November 26, 2025biorxiv logopreprint

Authors

Adkinson, B. D.,Rosenblatt, M.,Sun, H.,Dadashkarimi, J.,Tejavibulya, L.,Horien, C.,Westwater, M. L.,Noble, S.,Scheinost, D.

Affiliations (1)

  • Yale School of Medicine

Abstract

A central objective in human neuroimaging is to understand the neurobiology underlying cognition and mental health. Machine learning models trained on brain connectivity data are increasingly used as tools for predicting behavioral phenotypes 1,2, enhancing precision medicine 3,4, and improving generalizability compared to traditional MRI studies 5. However, the high dimensionality of brain connectivity data makes model interpretation challenging 6. Prevailing practices within the field rely on sparsely selected brain connectivity features, implicitly interpreting identified feature networks as uniquely representative of a given phenotype while overlooking others.
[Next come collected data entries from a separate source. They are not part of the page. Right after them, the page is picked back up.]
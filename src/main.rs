//! chownshift - shift the numeric owner and group of a file tree.
//!
//! Usage:
//!   chownshift <DIFFERENCE> <PATH> [OPTIONS]
//!   chownshift 100000 /var/lib/lxc/web/rootfs --recursive
//!   chownshift -100000 ./restored --recursive --dry-run
//!   chownshift --help
//!
//! Exit codes: 0 success, 1 runtime error, 2 argument error.

use std::path::PathBuf;
use std::process::ExitCode;

use clap::error::ErrorKind;
use clap::{CommandFactory, Parser, ValueEnum};
use color_eyre::eyre::Result;

use chownshift_core::{ShiftConfig, ShiftError};
use chownshift_ops::{ShiftEvent, ShiftTransaction};

const EXIT_RUNTIME_ERROR: u8 = 1;
const EXIT_ARGUMENT_ERROR: u8 = 2;

#[derive(Parser, Debug)]
#[command(
    name = "chownshift",
    version,
    about = "Shift the UIDs and GIDs of files by a fixed offset",
    long_about = "chownshift adds a signed difference to the numeric owner and group of a file \
                  or directory tree, e.g. to move a restored container root filesystem into a \
                  different user namespace range.\n\n\
                  Every run first simulates the whole change and only touches the filesystem \
                  when the simulation succeeded.",
    after_help = "Exit codes:\n  0 - Success\n  1 - Error\n  2 - Argument error"
)]
struct Cli {
    /// Amount the UIDs and GIDs are shifted by (positive or negative)
    #[arg(allow_negative_numbers = true)]
    difference: i64,

    /// Target file or directory
    path: PathBuf,

    /// Recurse through the provided path
    #[arg(short = 'R', long)]
    recursive: bool,

    /// Print every simulated and applied change
    #[arg(short, long)]
    verbose: bool,

    /// Do not restore mode bits (setuid, setgid) after the ownership change
    #[arg(long = "nopermissions", visible_alias = "no-permissions")]
    no_permissions: bool,

    /// Simulate only; implies --verbose
    #[arg(long)]
    dry_run: bool,

    /// Preserve file capability sets (security.capability extended attribute)
    #[arg(short = 'x', long)]
    xattr: bool,

    /// Output format for the final report
    #[arg(short, long, default_value = "text")]
    format: OutputFormat,
}

#[derive(Debug, Clone, Copy, ValueEnum, Default, PartialEq, Eq)]
enum OutputFormat {
    /// Only the change lines requested with --verbose
    #[default]
    Text,
    /// A JSON report of both passes on stdout
    Json,
}

impl Cli {
    /// Turn the parsed arguments into the immutable run configuration.
    fn to_config(&self) -> Result<ShiftConfig, ShiftError> {
        ShiftConfig::builder()
            .offset(self.difference)
            .target(self.path.clone())
            .recursive(self.recursive)
            .preserve_permissions(!self.no_permissions)
            .preserve_capabilities(self.xattr)
            .dry_run(self.dry_run)
            .verbose(self.verbose)
            .build()
            .map_err(|e| ShiftError::invalid_argument(e.to_string()))
    }
}

fn main() -> Result<ExitCode> {
    color_eyre::install()?;
    init_logging();

    if !cfg!(target_os = "linux") {
        tracing::warn!("chownshift has only been tested under Linux");
    }

    let cli = match Cli::try_parse() {
        Ok(cli) => cli,
        Err(err) => return report_parse_error(&err),
    };

    let config = match cli.to_config() {
        Ok(config) => config,
        Err(err) => {
            eprintln!("Error: {err}");
            print_usage();
            return Ok(ExitCode::from(err.exit_code()));
        }
    };

    Ok(run(config, cli.format))
}

/// Set up tracing on stderr, filtered by `CHOWNSHIFT_LOG` or `RUST_LOG`.
fn init_logging() {
    tracing_subscriber::fmt()
        .with_writer(std::io::stderr)
        .with_env_filter(
            tracing_subscriber::EnvFilter::try_from_env("CHOWNSHIFT_LOG")
                .or_else(|_| tracing_subscriber::EnvFilter::try_from_default_env())
                .unwrap_or_else(|_| tracing_subscriber::EnvFilter::new("warn")),
        )
        .init();
}

/// Run the transaction and map its outcome to an exit code.
fn run(config: ShiftConfig, format: OutputFormat) -> ExitCode {
    let transaction = ShiftTransaction::new(config);
    let verbose = transaction.config().is_verbose();

    let result = transaction.run(|event: &ShiftEvent| {
        if verbose {
            println!("{event}");
        }
    });

    match result {
        Ok(report) => {
            if format == OutputFormat::Json {
                match serde_json::to_string_pretty(&report) {
                    Ok(json) => println!("{json}"),
                    Err(err) => {
                        eprintln!("Error: {err}");
                        return ExitCode::from(EXIT_RUNTIME_ERROR);
                    }
                }
            }
            ExitCode::SUCCESS
        }
        Err(err) => {
            eprintln!("Error: {err}");
            ExitCode::from(err.exit_code())
        }
    }
}

/// Exit code for a command line error. Help and version requests are not errors.
fn parse_error_exit_code(err: &clap::Error) -> u8 {
    match err.kind() {
        ErrorKind::DisplayHelp | ErrorKind::DisplayVersion => 0,
        _ => EXIT_ARGUMENT_ERROR,
    }
}

/// Report a command line error, followed by the usage text on stdout.
fn report_parse_error(err: &clap::Error) -> Result<ExitCode> {
    err.print()?;
    let code = parse_error_exit_code(err);
    if code != 0 {
        print_usage();
    }
    Ok(ExitCode::from(code))
}

/// Print the full usage text to stdout.
fn print_usage() {
    println!("{}", Cli::command().render_help());
}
Here, we show that commonly overlooked brain connectivity features can achieve similar prediction accuracies while yielding markedly different neurobiological interpretations. Using four large-scale neuroimaging datasets spanning over 12,000 participants and 13 outcomes, we demonstrate that this phenomenon is widespread across cognitive, developmental, and psychiatric phenotypes. It extends to both functional connectivity (fMRI) and structural (DTI) connectomes and remains evident even in external validation. These findings suggest that common practices may lead to feature overinterpretation and a misrepresentation of the neurobiological bases of brain-behavior associations. Such interpretations present only the "tip of the iceberg" when certain disregarded features may be just as meaningful, potentially contributing to ongoing issues surrounding reproducibility within the field. More broadly, our results point to the possibility that multiple neurobiologically distinct models may exist for the same phenotype, with implications for identifying meaningful subtypes within clinical and research populations.